Do we know if all of our dependencies work when shipped as a zipapp (I believe requests didn't like the certificate file being in a zip at one stage, but IIRC that's fixed now)? Also, does the mechanism we use for injecting pip into a build environment work from a zipapp?
Shiv gets round this by creating zipapps that extract themselves on first use. I don't know if we want to go that far.
Otherwise, the main things that annoy me about zipapps are (1) python pip.pyz
doesn't search PATH
, and (2) .pyz
files aren't registered on Windows to run from the command line by default (they need to be added to PATHEXT
), and even when they are we have the old problem that nothing but an exe file is a "first class citizen" 🙁
As an initial step in this direction, though, we could ship a .pyz
- virtualenv does it, and I'm pretty sure a couple of other tools do as well, so it's not an unfamiliar model to people. We could then promote the idea as "if you don't want to install pip in all of your environments, you can use the zipapp version (and use --no-pip
when creating virtualenvs").
That's something I'd be comfortable announcing as a plan on Discourse...
I think the main hurdle toward shipping a standalone application (versus a zipapp) is source build. If someone needs to build something from source, it's likely they'll want to build against an existing Python installation, instead of the interpreter bundled in the standalone executable, and that'll need some additional mechanism.
Wheel-only installations should be more or less plausible. The only reason thing we need to deal with (that I can think of) is console script shebangs.
The key here is that the standalone executable doesn't bundle an interpreter[^1]. That's basically what the /usr/bin/env python
shebang achieves. It runs the included pip in the environment's own Python.

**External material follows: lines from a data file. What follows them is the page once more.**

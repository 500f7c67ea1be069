//! Internal metrics collection.
//!
//! Process-wide counters plus one set of import counters per data source,
//! exposed as a JSON snapshot.

use chrono::{DateTime, Utc};
use parking_lot::RwLock;
use serde::{Deserialize, Serialize};
use std::collections::BTreeMap;
use std::sync::atomic::{AtomicI64, AtomicU64, Ordering};
use std::sync::Arc;

/// A counter metric.
#[derive(Debug, Default)]
pub struct Counter(AtomicU64);

impl Counter {
    pub fn new() -> Self {
        Self(AtomicU64::new(0))
    }

    pub fn inc(&self) {
        self.0.fetch_add(1, Ordering::Relaxed);
    }

    pub fn inc_by(&self, n: u64) {
        self.0.fetch_add(n, Ordering::Relaxed);
    }

    pub fn get(&self) -> u64 {
        self.0.load(Ordering::Relaxed)
    }

}

/// A gauge metric (can go up or down).
#[derive(Debug, Default)]
pub struct Gauge(AtomicU64);

impl Gauge {
    pub fn new() -> Self {
        Self(AtomicU64::new(0))
    }

    pub fn set(&self, val: u64) {
        self.0.store(val, Ordering::Relaxed);
    }

    pub fn get(&self) -> u64 {
        self.0.load(Ordering::Relaxed)
    }

    pub fn inc(&self) {
        self.0.fetch_add(1, Ordering::Relaxed);
    }

    pub fn dec(&self) {
        self.0.fetch_sub(1, Ordering::Relaxed);
    }
}

/// Histogram for latency tracking.
#[derive(Debug)]
pub struct Histogram {
    /// Buckets: 1ms, 5ms, 10ms, 25ms, 50ms, 100ms, 250ms, 500ms, 1s, 5s, 10s
    buckets: [AtomicU64; 11],
    sum: AtomicU64,
    count: AtomicU64,
}

impl Default for Histogram {
    fn default() -> Self {
        Self::new()
    }
}

impl Histogram {
    const BUCKET_BOUNDS: [u64; 11] = [1, 5, 10, 25, 50, 100, 250, 500, 1000, 5000, 10000];

    pub fn new() -> Self {
        Self {
            buckets: Default::default(),
            sum: AtomicU64::new(0),
            count: AtomicU64::new(0),
        }
    }

    /// Records a value in milliseconds.
    pub fn observe(&self, ms: u64) {
        self.sum.fetch_add(ms, Ordering::Relaxed);
        self.count.fetch_add(1, Ordering::Relaxed);

        for (i, &bound) in Self::BUCKET_BOUNDS.iter().enumerate() {
            if ms <= bound {
                self.buckets[i].fetch_add(1, Ordering::Relaxed);
                return;
            }
        }
        // Value exceeds all buckets, add to last
        self.buckets[10].fetch_add(1, Ordering::Relaxed);
    }

    pub fn count(&self) -> u64 {
        self.count.load(Ordering::Relaxed)
    }

    pub fn sum(&self) -> u64 {
        self.sum.load(Ordering::Relaxed)
    }

    pub fn mean(&self) -> f64 {
        let count = self.count();
        if count == 0 {
            0.0
        } else {
            self.sum() as f64 / count as f64
        }
    }

    /// Returns bucket counts.
    pub fn buckets(&self) -> Vec<(u64, u64)> {
        Self::BUCKET_BOUNDS
            .iter()
            .zip(self.buckets.iter())
            .map(|(&bound, count)| (bound, count.load(Ordering::Relaxed)))
            .collect()
    }
}

/// Import counters for one data source.
#[derive(Debug, Default)]
pub struct DataSourceMetrics {
    pub imports_total: Counter,
    pub imports_failed: Counter,
    pub backend_queries_total: Counter,
    pub backend_queries_failed: Counter,
    pub store_writes_total: Counter,
    pub store_writes_failed: Counter,
    pub metrics_scraped: Counter,
    pub metrics_imported: Counter,

    pub import_latency_ms: Histogram,
    pub query_latency_ms: Histogram,
    pub store_latency_ms: Histogram,

    /// End of the newest imported window, unix millis; 0 until the first success.
    last_imported_ms: AtomicI64,
}

impl DataSourceMetrics {
    pub fn set_last_imported(&self, at: DateTime<Utc>) {
        self.last_imported_ms
            .store(at.timestamp_millis(), Ordering::Relaxed);
    }

    pub fn last_imported(&self) -> Option<DateTime<Utc>> {
        match self.last_imported_ms.load(Ordering::Relaxed) {
            0 => None,
            ms => DateTime::from_timestamp_millis(ms),
        }
    }
}

/// Collected metrics for the metering importer.
#[derive(Debug, Default)]
pub struct Metrics {
    // Statement-level storage metrics
    pub statements_executed: Counter,
    pub statement_errors: Counter,
    pub statement_latency_ms: Histogram,

    // Gate
    pub running_imports: Gauge,
    pub gate_waits: Counter,

    // Coordinator
    pub active_workers: Gauge,
    pub adhoc_imports: Counter,

    data_sources: RwLock<BTreeMap<String, Arc<DataSourceMetrics>>>,
}

impl Metrics {
    pub fn new() -> Self {
        Self::default()
    }

    /// Counters for a data source, created on first use.
    pub fn data_source(&self, name: &str) -> Arc<DataSourceMetrics> {
        if let Some(existing) = self.data_sources.read().get(name) {
            return existing.clone();
        }
        self.data_sources
            .write()
            .entry(name.to_string())
            .or_default()
            .clone()
    }

    /// Forget a data source's counters.
    pub fn remove_data_source(&self, name: &str) {
        self.data_sources.write().remove(name);
    }
}

/// Per-data-source part of a snapshot.
#[derive(Debug, Clone, Serialize, Deserialize)]
pub struct DataSourceSnapshot {
    pub name: String,
    pub imports_total: u64,
    pub imports_failed: u64,
    pub backend_queries_total: u64,
    pub backend_queries_failed: u64,
    pub store_writes_total: u64,
    pub store_writes_failed: u64,
    pub metrics_scraped: u64,
    pub metrics_imported: u64,
    pub import_latency_mean_ms: f64,
    pub query_latency_mean_ms: f64,
    pub store_latency_mean_ms: f64,
    pub last_imported: Option<DateTime<Utc>>,
    /// Seconds between the snapshot and `last_imported`; grows while a source is stalled.
    pub lag_seconds: Option<i64>,
}

/// A snapshot of metrics at a point in time.
#[derive(Debug, Clone, Serialize, Deserialize)]
pub struct MetricsSnapshot {
    pub timestamp: DateTime<Utc>,
    pub statements_executed: u64,
    pub statement_errors: u64,
    pub statement_latency_mean_ms: f64,
    pub running_imports: u64,
    pub gate_waits: u64,
    pub active_workers: u64,
    pub adhoc_imports: u64,
    pub data_sources: Vec<DataSourceSnapshot>,
}

impl Metrics {
    /// Takes a snapshot of current metrics.
    pub fn snapshot(&self) -> MetricsSnapshot {
        let now = Utc::now();
        let data_sources = self
            .data_sources
            .read()
            .iter()
            .map(|(name, m)| {
                let last_imported = m.last_imported();
                DataSourceSnapshot {
                    name: name.clone(),
                    imports_total: m.imports_total.get(),
                    imports_failed: m.imports_failed.get(),
                    backend_queries_total: m.backend_queries_total.get(),
                    backend_queries_failed: m.backend_queries_failed.get(),
                    store_writes_total: m.store_writes_total.get(),
                    store_writes_failed: m.store_writes_failed.get(),
                    metrics_scraped: m.metrics_scraped.get(),
                    metrics_imported: m.metrics_imported.get(),
                    import_latency_mean_ms: m.import_latency_ms.mean(),
                    query_latency_mean_ms: m.query_latency_ms.mean(),
                    store_latency_mean_ms: m.store_latency_ms.mean(),
                    last_imported,
                    lag_seconds: last_imported.map(|t| (now - t).num_seconds()),
                }
            })
            .collect();

        MetricsSnapshot {
            timestamp: now,
            statements_executed: self.statements_executed.get(),
            statement_errors: self.statement_errors.get(),
            statement_latency_mean_ms: self.statement_latency_ms.mean(),
            running_imports: self.running_imports.get(),
            gate_waits: self.gate_waits.get(),
            active_workers: self.active_workers.get(),
            adhoc_imports: self.adhoc_imports.get(),
            data_sources,
        }
    }
}

/// Global metrics registry.
pub static METRICS: std::sync::LazyLock<Metrics> = std::sync::LazyLock::new(Metrics::new);

/// Get the global metrics instance.
pub fn metrics() -> &'static Metrics {
    &METRICS
}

[^1]: Or if it does, it executes pip with the installation interpreter, not the bundled one. But that's harder (not impossible, but a bit more fiddly).
How to upgrade pip is going to be a topic. pip install --upgrade pip
is not going to do what people expect.
If we want to be fancy, the script could have a mechanism to download the latest pip for the corresponding python version.
Initially, I'd prefer to just publish a zipapp at https://bootstrap.pypa.io, like virtualenv does. Users can download that to get the latest version. Maybe we could also also publish it as a github release for people who want a specific version. I'd leave installers and upgraders to the community to provide, if they want (on Windows, for example, scoop and chocolatey can handle this, and on Linux distro packagers fulfil that role, I guess).
Agreed that pip install --upgrade pip
will be confusing, but I'm not sure there's much we can do about that, apart from have a gradual transition. Maybe we could add a warning to pip so that if it detects that it's not running from the location that it will upgrade, we let the user know? That might be useful in any case, not just for this situation.
Noting this here, so that we don't forget -- we'd want to update the upgrade prompt, to be aware of the zipapp based workflow and behave differently. What that different behaviour should be is something I don't have an opinion on, and I don't intend to think about that until we get somewhere in the discussion. :)
An interesting future capability could be that pip would no longer have to vendor as it could be isolated from the target environment,
I don't think we'd get to that point, not in the order of decades -- we're still going to allow installing pip in environments, so the core reasons for vendoring will continue to exist.
Agreed. A zipapp version of pip could debundle, but there's no point unless we drop support for installing pip in environments.
I don't think we could debundle even in the zipapp -- it'd still be possible to have a version of requests/urllib3 (for example) in the environment that won't work with whatever version of pip is being used via a zipapp.
For what it's worth, I've just created https://github.com/pfmoore/runpip
The build script is there, and I've published a 22.1.2 release that has the pyz as a downloadable asset. If people want to play with it, go ahead. I think I'm going to make it my default pip locally and see how that works out.
I don't think we could debundle even in the zipapp
Ah, I was thinking of debundling but still shipping all of the vendored libraries in the zipapp. Yeah, working with locally installed copies of our dependencies is never going to work.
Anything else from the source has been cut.